- [WHAT THIS TASK INVOLVES]: Could you filter the records below and keep only the lines with the word "columns"?

EXTRACTED RECORDS: Begin

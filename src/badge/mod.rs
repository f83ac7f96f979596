//! SVG security status badge renderer.
//!
//! The badge is a label column ("Security Status") followed by one value
//! column per severity level, each showing `<short label>: <count> <arrow>`.
//! Rendering is a pure function of its inputs: the same status always yields
//! byte-identical markup, and no input can make it fail.
//!
//! ```
//! use secbadge::badge::render_security_badge;
//!
//! let svg = render_security_badge(10, "up", 20, "down", 30, "stable", 5, "down");
//! assert!(svg.contains("C: 10 ↑"));
//! assert!(svg.contains(r#"width="350" height="20""#));
//! ```
//!
//! Text is interpolated without XML escaping. Counts and arrows never need
//! it, so the output is well-formed for every input.

pub mod layout;
pub mod palette;

pub use layout::BadgeLayout;

use crate::severity::SecurityStatus;

const LABEL_TEXT: &str = "Security Status";
const TEXT_BASELINE: u32 = 14;
const FONT_FAMILY: &str = "Verdana,Geneva,DejaVu Sans,sans-serif";
const FONT_SIZE: u32 = 11;

/// Render a badge from the eight raw inputs.
///
/// Trend strings are matched case-insensitively against `up`, `down` and
/// `stable`; anything else renders the stable arrow.
#[allow(clippy::too_many_arguments)]
pub fn render_security_badge(
    critical_count: i64,
    critical_trend: &str,
    high_count: i64,
    high_trend: &str,
    medium_count: i64,
    medium_trend: &str,
    low_count: i64,
    low_trend: &str,
) -> String {
    let status = SecurityStatus::new(
        critical_count,
        critical_trend,
        high_count,
        high_trend,
        medium_count,
        medium_trend,
        low_count,
        low_trend,
    );
    render(&status)
}

/// Render a badge for `status` using the default layout.
pub fn render(status: &SecurityStatus) -> String {
    let layout = BadgeLayout::default();
    let mut svg = String::with_capacity(1536);

    push_envelope(&mut svg, &layout);
    push_background(&mut svg, &layout);
    push_text_layer(&mut svg, &layout, status);

    tracing::debug!(
        width = layout.total_width(),
        chars = svg.chars().count(),
        "rendered security badge"
    );
    svg
}

fn push_envelope(svg: &mut String, layout: &BadgeLayout) {
    let width = layout.total_width();
    let height = layout.height;

    svg.push_str(&format!(
        r#"<svg xmlns="http://www.w3.org/2000/svg" width="{width}" height="{height}">"#
    ));
    svg.push('\n');
    svg.push_str("    <linearGradient id=\"smooth\" x2=\"0\" y2=\"100%\">\n");
    svg.push_str("        <stop offset=\"0\" stop-color=\"#bbb\" stop-opacity=\".1\"/>\n");
    svg.push_str("        <stop offset=\"1\" stop-opacity=\".1\"/>\n");
    svg.push_str("    </linearGradient>\n");
    svg.push_str("    \n");
    svg.push_str("    <clipPath id=\"round\">\n");
    svg.push_str(&format!(
        "        <rect width=\"{width}\" height=\"{height}\" rx=\"3\" fill=\"#fff\"/>\n"
    ));
    svg.push_str("    </clipPath>\n");
    svg.push_str("    \n");
}

// The value area is always painted with the critical color; columns after
// the first paint over it in the text layer.
fn push_background(svg: &mut String, layout: &BadgeLayout) {
    let height = layout.height;

    svg.push_str("    <g clip-path=\"url(#round)\">\n");
    svg.push_str("        <!-- Label section -->\n");
    svg.push_str(&format!(
        "        <rect width=\"{}\" height=\"{height}\" fill=\"{}\"/>\n",
        layout.label_width,
        palette::LABEL
    ));
    svg.push_str(&format!(
        "        <rect x=\"{}\" width=\"{}\" height=\"{height}\" fill=\"{}\"/>\n",
        layout.label_width,
        layout.values_width(),
        palette::CRITICAL
    ));
    svg.push_str(&format!(
        "        <rect width=\"{}\" height=\"{height}\" fill=\"url(#smooth)\"/>\n",
        layout.total_width()
    ));
    svg.push_str("    </g>\n");
    svg.push_str("    \n");
}

fn push_text_layer(svg: &mut String, layout: &BadgeLayout, status: &SecurityStatus) {
    svg.push_str(&format!(
        "    <g fill=\"#fff\" text-anchor=\"middle\" font-family=\"{FONT_FAMILY}\" font-size=\"{FONT_SIZE}\">\n"
    ));
    svg.push_str("        <!-- Label text -->\n");
    push_text(svg, layout.label_center(), LABEL_TEXT);

    for level in status.levels() {
        let index = level.severity.column();
        if index > 0 {
            svg.push_str(&format!(
                "        <rect x=\"{}\" width=\"{}\" height=\"{}\" fill=\"{}\"/>\n",
                layout.column_x(index),
                layout.box_width,
                layout.height,
                level.severity.color()
            ));
        }
        push_text(svg, layout.column_center(index), &level.text());
    }

    svg.push_str("    </g>\n");
    svg.push_str("</svg>");
}

fn push_text(svg: &mut String, x: f64, content: &str) {
    svg.push_str(&format!(
        "        <text x=\"{x:.1}\" y=\"{TEXT_BASELINE}\" fill=\"#fff\">{content}</text>\n"
    ));
}
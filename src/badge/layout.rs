//! Badge geometry.

/// Column widths and height of a badge with `levels` value columns.
#[derive(Debug, Clone, Copy, PartialEq, Eq)]
pub struct BadgeLayout {
    pub label_width: u32,
    pub box_width: u32,
    pub height: u32,
    pub levels: u32,
}

impl Default for BadgeLayout {
    fn default() -> Self {
        Self {
            label_width: 110,
            box_width: 60,
            height: 20,
            levels: 4,
        }
    }
}

impl BadgeLayout {
    pub fn values_width(&self) -> u32 {
        self.box_width * self.levels
    }

    pub fn total_width(&self) -> u32 {
        self.label_width + self.values_width()
    }

    /// Left edge of value column `index`.
    pub fn column_x(&self, index: u32) -> u32 {
        self.label_width + self.box_width * index
    }

    pub fn label_center(&self) -> f64 {
        f64::from(self.label_width) / 2.0
    }

    pub fn column_center(&self, index: u32) -> f64 {
        f64::from(self.column_x(index)) + f64::from(self.box_width) / 2.0
    }
}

EXTRACTED RECORDS: End

- [SOLUTION BELOW]:
// The value area is always painted with the critical color; columns after
/// Column widths and height of a badge with `levels` value columns.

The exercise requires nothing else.